TASK INPUTS —
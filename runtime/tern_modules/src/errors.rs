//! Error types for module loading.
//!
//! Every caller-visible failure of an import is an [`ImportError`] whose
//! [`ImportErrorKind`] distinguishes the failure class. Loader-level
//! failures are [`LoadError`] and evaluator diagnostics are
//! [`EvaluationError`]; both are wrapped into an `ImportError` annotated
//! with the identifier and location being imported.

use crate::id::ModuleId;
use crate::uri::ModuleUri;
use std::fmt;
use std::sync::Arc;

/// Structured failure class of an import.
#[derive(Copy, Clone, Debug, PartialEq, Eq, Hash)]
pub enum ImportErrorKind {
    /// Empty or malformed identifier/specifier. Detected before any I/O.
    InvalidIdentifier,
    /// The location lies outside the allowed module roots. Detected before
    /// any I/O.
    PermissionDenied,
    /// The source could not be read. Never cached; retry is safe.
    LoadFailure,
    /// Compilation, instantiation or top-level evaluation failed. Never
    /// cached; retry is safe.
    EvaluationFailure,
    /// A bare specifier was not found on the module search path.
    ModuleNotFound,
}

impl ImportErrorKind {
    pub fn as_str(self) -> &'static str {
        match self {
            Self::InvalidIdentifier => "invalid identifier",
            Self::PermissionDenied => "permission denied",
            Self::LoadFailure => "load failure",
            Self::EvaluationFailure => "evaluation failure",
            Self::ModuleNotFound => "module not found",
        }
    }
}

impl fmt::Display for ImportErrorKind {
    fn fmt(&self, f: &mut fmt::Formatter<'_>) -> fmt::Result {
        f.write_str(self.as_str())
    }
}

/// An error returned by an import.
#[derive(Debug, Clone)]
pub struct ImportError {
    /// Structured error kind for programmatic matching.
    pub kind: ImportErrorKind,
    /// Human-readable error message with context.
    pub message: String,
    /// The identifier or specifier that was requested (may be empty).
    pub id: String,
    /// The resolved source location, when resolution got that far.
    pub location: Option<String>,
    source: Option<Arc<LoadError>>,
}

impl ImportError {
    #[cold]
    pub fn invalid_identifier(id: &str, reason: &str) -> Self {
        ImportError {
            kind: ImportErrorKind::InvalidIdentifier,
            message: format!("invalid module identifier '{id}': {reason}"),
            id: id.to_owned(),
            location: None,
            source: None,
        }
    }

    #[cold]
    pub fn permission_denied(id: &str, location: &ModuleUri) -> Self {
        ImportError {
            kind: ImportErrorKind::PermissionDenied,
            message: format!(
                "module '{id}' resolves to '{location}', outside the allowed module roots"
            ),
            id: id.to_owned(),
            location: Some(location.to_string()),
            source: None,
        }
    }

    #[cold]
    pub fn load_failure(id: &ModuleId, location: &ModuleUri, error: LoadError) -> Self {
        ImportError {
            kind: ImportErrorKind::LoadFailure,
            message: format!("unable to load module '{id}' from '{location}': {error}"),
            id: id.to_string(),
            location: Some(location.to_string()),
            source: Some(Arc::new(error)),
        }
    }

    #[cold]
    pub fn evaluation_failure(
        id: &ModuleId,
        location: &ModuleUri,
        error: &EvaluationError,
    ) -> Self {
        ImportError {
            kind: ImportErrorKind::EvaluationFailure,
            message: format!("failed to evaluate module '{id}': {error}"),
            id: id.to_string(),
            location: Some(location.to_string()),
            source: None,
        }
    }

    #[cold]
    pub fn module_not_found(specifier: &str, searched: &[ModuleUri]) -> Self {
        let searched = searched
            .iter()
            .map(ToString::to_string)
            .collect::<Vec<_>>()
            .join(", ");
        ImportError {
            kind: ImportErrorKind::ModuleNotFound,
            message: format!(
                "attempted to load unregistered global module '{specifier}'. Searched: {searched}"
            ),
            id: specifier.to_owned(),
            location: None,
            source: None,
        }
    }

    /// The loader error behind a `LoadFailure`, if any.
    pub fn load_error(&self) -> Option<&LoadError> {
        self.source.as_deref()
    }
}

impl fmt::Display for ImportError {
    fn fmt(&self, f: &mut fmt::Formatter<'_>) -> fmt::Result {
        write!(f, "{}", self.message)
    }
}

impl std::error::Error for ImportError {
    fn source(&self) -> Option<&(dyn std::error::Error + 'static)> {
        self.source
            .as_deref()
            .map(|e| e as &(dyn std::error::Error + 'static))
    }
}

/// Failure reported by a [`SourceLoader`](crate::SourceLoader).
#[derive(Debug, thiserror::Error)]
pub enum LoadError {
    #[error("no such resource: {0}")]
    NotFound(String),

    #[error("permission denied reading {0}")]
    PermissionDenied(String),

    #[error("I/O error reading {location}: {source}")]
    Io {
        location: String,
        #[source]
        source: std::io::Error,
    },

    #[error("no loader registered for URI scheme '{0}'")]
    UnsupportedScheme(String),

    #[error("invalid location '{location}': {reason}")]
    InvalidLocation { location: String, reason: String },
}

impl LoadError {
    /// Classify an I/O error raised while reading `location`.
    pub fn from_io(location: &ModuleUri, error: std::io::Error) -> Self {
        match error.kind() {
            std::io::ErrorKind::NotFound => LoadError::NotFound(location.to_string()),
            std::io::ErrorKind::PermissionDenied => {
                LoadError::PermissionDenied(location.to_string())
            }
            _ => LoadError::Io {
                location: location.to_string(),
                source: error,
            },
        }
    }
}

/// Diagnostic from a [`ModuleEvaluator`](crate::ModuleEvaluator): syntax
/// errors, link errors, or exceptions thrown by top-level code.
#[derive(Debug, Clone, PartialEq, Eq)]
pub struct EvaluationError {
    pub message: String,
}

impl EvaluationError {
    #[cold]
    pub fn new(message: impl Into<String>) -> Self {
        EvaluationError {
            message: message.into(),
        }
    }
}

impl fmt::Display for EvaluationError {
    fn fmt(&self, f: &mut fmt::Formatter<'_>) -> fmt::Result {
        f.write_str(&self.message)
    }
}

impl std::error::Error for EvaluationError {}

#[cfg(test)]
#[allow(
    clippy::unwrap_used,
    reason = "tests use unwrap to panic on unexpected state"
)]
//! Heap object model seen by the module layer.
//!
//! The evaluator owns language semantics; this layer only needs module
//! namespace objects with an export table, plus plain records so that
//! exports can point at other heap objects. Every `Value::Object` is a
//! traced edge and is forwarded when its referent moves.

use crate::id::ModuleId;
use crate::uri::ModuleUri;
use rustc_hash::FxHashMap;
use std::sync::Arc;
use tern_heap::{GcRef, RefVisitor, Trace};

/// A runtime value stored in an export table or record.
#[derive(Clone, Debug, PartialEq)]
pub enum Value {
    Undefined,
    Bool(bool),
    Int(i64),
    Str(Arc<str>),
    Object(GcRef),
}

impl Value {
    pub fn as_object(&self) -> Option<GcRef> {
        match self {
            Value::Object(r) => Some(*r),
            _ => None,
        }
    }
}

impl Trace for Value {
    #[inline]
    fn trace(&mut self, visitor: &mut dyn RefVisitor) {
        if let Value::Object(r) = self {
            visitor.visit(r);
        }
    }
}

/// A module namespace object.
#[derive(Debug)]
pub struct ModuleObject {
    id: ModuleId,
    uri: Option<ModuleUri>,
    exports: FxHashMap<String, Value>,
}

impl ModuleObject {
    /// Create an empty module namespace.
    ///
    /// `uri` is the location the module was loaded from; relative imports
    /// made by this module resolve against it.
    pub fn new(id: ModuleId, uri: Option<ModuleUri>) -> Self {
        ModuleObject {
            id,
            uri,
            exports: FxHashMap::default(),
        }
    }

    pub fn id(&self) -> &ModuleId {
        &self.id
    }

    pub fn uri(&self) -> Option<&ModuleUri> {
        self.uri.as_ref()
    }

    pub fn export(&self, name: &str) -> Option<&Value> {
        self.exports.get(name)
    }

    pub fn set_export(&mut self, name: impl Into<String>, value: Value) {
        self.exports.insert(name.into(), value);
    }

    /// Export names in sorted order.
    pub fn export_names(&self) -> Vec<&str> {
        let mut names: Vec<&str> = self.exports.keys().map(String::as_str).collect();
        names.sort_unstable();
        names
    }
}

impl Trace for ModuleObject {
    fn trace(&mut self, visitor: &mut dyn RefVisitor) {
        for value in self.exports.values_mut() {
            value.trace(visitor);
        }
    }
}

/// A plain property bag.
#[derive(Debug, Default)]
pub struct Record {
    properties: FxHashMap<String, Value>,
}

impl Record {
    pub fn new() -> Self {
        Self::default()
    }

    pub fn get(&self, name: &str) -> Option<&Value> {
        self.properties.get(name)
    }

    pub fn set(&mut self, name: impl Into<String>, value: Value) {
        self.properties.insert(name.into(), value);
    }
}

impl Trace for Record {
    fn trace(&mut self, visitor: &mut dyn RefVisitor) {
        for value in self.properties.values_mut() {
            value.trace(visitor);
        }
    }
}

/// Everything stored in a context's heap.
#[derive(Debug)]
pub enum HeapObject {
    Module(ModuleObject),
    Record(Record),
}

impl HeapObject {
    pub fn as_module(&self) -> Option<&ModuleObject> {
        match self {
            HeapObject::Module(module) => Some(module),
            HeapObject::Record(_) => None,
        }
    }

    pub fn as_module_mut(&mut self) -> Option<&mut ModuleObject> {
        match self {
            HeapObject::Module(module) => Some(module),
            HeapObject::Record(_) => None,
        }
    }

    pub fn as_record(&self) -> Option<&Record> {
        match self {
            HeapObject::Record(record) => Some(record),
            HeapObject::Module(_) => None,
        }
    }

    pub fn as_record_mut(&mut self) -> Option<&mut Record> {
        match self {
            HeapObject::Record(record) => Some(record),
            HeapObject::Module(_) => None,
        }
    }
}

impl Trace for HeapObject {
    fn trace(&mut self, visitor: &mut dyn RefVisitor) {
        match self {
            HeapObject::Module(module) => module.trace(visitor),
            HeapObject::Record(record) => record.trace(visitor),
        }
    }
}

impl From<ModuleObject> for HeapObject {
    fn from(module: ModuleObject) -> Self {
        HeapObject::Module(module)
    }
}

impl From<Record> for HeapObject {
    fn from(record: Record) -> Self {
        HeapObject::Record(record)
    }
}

PROBLEM REQUIREMENTS — Scan the material above and determine how many lines include the word "Detected"; report only the number.

SOLUTION TO THIS EXERCISE — 2